I've got Fridays on my mind..
Looks like I made it through another week. Well, it wasn't easy, but here it is Friday night. Just finished patching 2 more holes in the basement wall where the water was oozing in, and I think I've just about got the fucking wall sealed from moisture draining across the floor, causing puddles in the basement, then mildew comes.. It's nasty, dirty, dank and hard to deal with when there's so much water everywhere.

This is a big weekend. Why? because the temperature on Sunday will go above 50 degrees, and you know what that means? M-O-T-O-R-C-Y-L-E. My heart is aching to ride the red dragon so badly, I have dreams about zooming out long lonely roads with the wind in my hair, (what is left of it anyways) and finding my inner peace again. Sunday will be that day, if the weatherman is right with God.
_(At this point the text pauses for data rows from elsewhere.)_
//! Scope resolution
//!
//! Decides whether an actor's role and organizational membership cover a
//! target. Rules, first match wins:
//!
//! 1. `SystemAdmin` - always
//! 2. `CollegeAdmin(c)` - target owned by college `c`
//! 3. `Teacher(t)` - a course taught by `t`, or a student/enrollment/score in
//!    such a course
//! 4. `Student(s)` - targets about `s` itself, or messaging a teacher of a
//!    course `s` is enrolled in
//! 5. otherwise denied
//!
//! Lookup misses deny (`Ok(false)`). An unreachable directory is reported as
//! `Err(Unavailable)` so callers can retry instead of seeing a spurious denial.

use enrollment_core::{
    CollegeId, Course, CourseId, Directory, EnrollmentLedger, Result, StudentId, TeacherId, UserId,
};
use serde::{Deserialize, Serialize};
use std::sync::Arc;

/// Role with the organizational anchor that scopes it
#[derive(Debug, Clone, Copy, PartialEq, Eq, Hash, Serialize, Deserialize)]
pub enum Role {
    /// Unrestricted
    SystemAdmin,
    /// Administrator of one college
    CollegeAdmin(CollegeId),
    /// Teacher record the actor is linked to
    Teacher(TeacherId),
    /// Student record the actor is linked to
    Student(StudentId),
}

/// Authenticated caller, as supplied by the session layer
#[derive(Debug, Clone, Copy, PartialEq, Eq, Serialize, Deserialize)]
pub struct Actor {
    /// Authentication principal
    pub user_id: UserId,
    /// Role and scope anchor
    pub role: Role,
}

impl Actor {
    /// Create actor
    pub fn new(user_id: UserId, role: Role) -> Self {
        Self { user_id, role }
    }
}

/// Scope resolver
pub struct ScopeResolver {
    directory: Arc<dyn Directory>,
    ledger: Arc<EnrollmentLedger>,
}

impl ScopeResolver {
    /// Create resolver over a directory and the enrollment ledger
    pub fn new(directory: Arc<dyn Directory>, ledger: Arc<EnrollmentLedger>) -> Self {
        Self { directory, ledger }
    }

    /// Shared rule for course-scoped operations
    async fn covers_course(&self, actor: &Actor, course_id: CourseId) -> Result<bool> {
        if actor.role == Role::SystemAdmin {
            return Ok(true);
        }

        let Some(course) = self.directory.course(course_id).await? else {
            return Ok(false);
        };

        Ok(match actor.role {
            Role::SystemAdmin => true,
            Role::CollegeAdmin(college_id) => course.college_id == college_id,
            Role::Teacher(teacher_id) => course.teacher_id == teacher_id,
            Role::Student(_) => false,
        })
    }

    /// Whether `student_id` has an enrollment in any course taught by `teacher_id`
    async fn teaches_student(&self, teacher_id: TeacherId, student_id: StudentId) -> Result<bool> {
        let courses: Vec<Course> = self.directory.courses_by_teacher(teacher_id).await?;
        Ok(courses
            .iter()
            .any(|course| self.ledger.find(student_id, course.id).is_some()))
    }

    /// Edit a course (capacity, teacher, prerequisites)
    pub async fn can_manage_course(&self, actor: &Actor, course_id: CourseId) -> Result<bool> {
        self.covers_course(actor, course_id).await
    }

    /// List a course's enrollments
    pub async fn can_view_course_roster(&self, actor: &Actor, course_id: CourseId) -> Result<bool> {
        self.covers_course(actor, course_id).await
    }

    /// Draw the lottery for one course
    pub async fn can_run_course_lottery(&self, actor: &Actor, course_id: CourseId) -> Result<bool> {
        self.covers_course(actor, course_id).await
    }

    /// Enter or change scores for a course
    pub async fn can_input_score(&self, actor: &Actor, course_id: CourseId) -> Result<bool> {
        self.covers_course(actor, course_id).await
    }

    /// Draw the lottery for every course of a college
    pub async fn can_run_college_lottery(&self, actor: &Actor, college_id: CollegeId) -> Result<bool> {
        match actor.role {
            Role::SystemAdmin => Ok(true),
            Role::CollegeAdmin(own) => {
                Ok(own == college_id && self.directory.college(college_id).await?.is_some())
            }
            Role::Teacher(_) | Role::Student(_) => Ok(false),
        }
    }

    /// Read a student's record, enrollments or scores
    pub async fn can_view_student(&self, actor: &Actor, student_id: StudentId) -> Result<bool> {
        match actor.role {
            Role::SystemAdmin => Ok(true),
            Role::CollegeAdmin(college_id) => Ok(self
                .directory
                .student(student_id)
                .await?
                .is_some_and(|s| s.college_id == college_id)),
            Role::Teacher(teacher_id) => {
                if self.directory.student(student_id).await?.is_none() {
                    return Ok(false);
                }
                self.teaches_student(teacher_id, student_id).await
            }
            Role::Student(own) => Ok(own == student_id),
        }
    }

    /// Request or withdraw an enrollment of `student_id` in `course_id`.
    ///
    /// A college admin needs both the student and the course in its college.
    pub async fn can_manage_enrollment(
        &self,
        actor: &Actor,
        student_id: StudentId,
        course_id: CourseId,
    ) -> Result<bool> {
        if actor.role == Role::SystemAdmin {
            return Ok(true);
        }

        let Some(student) = self.directory.student(student_id).await? else {
            return Ok(false);
        };
        let Some(course) = self.directory.course(course_id).await? else {
            return Ok(false);
        };

        Ok(match actor.role {
            Role::SystemAdmin => true,
            Role::CollegeAdmin(college_id) => {
                student.college_id == college_id && course.college_id == college_id
            }
            Role::Teacher(teacher_id) => course.teacher_id == teacher_id,
            Role::Student(own) => own == student.id,
        })
    }

    /// Send a message to another principal
    pub async fn can_message(&self, actor: &Actor, target: UserId) -> Result<bool> {
        match actor.role {
            Role::SystemAdmin => Ok(true),
            Role::CollegeAdmin(college_id) => {
                if let Some(teacher) = self.directory.teacher_by_user(target).await? {
                    return Ok(teacher.college_id == college_id);
                }
                Ok(self
                    .directory
                    .student_by_user(target)
                    .await?
                    .is_some_and(|s| s.college_id == college_id))
            }
            Role::Teacher(teacher_id) => match self.directory.student_by_user(target).await? {
                Some(student) => self.teaches_student(teacher_id, student.id).await,
                None => Ok(false),
            },
            Role::Student(student_id) => match self.directory.teacher_by_user(target).await? {
                Some(teacher) => self.teaches_student(teacher.id, student_id).await,
                None => Ok(false),
            },
        }
    }
}

impl std::fmt::Debug for ScopeResolver {
    fn fmt(&self, f: &mut std::fmt::Formatter<'_>) -> std::fmt::Result {
        f.debug_struct("ScopeResolver").finish_non_exhaustive()
    }
}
Tomorrow I'm going to my meeting in the morning, and when I get home, I will move the red Dragon to the deck so I can prepare her for the 2004 maiden voyage! I want to get the tank painted, and replace some parts for chromey parts, as well as get the short fixed so it won't sputter when she's wet. Some new sneakers, and she's ready for another season. I'd also like to have Tommy at Dragonz lair custom cycles give it the "Once-Over" (http://www.dragonzlaircustomcycles.com) (shameless plug).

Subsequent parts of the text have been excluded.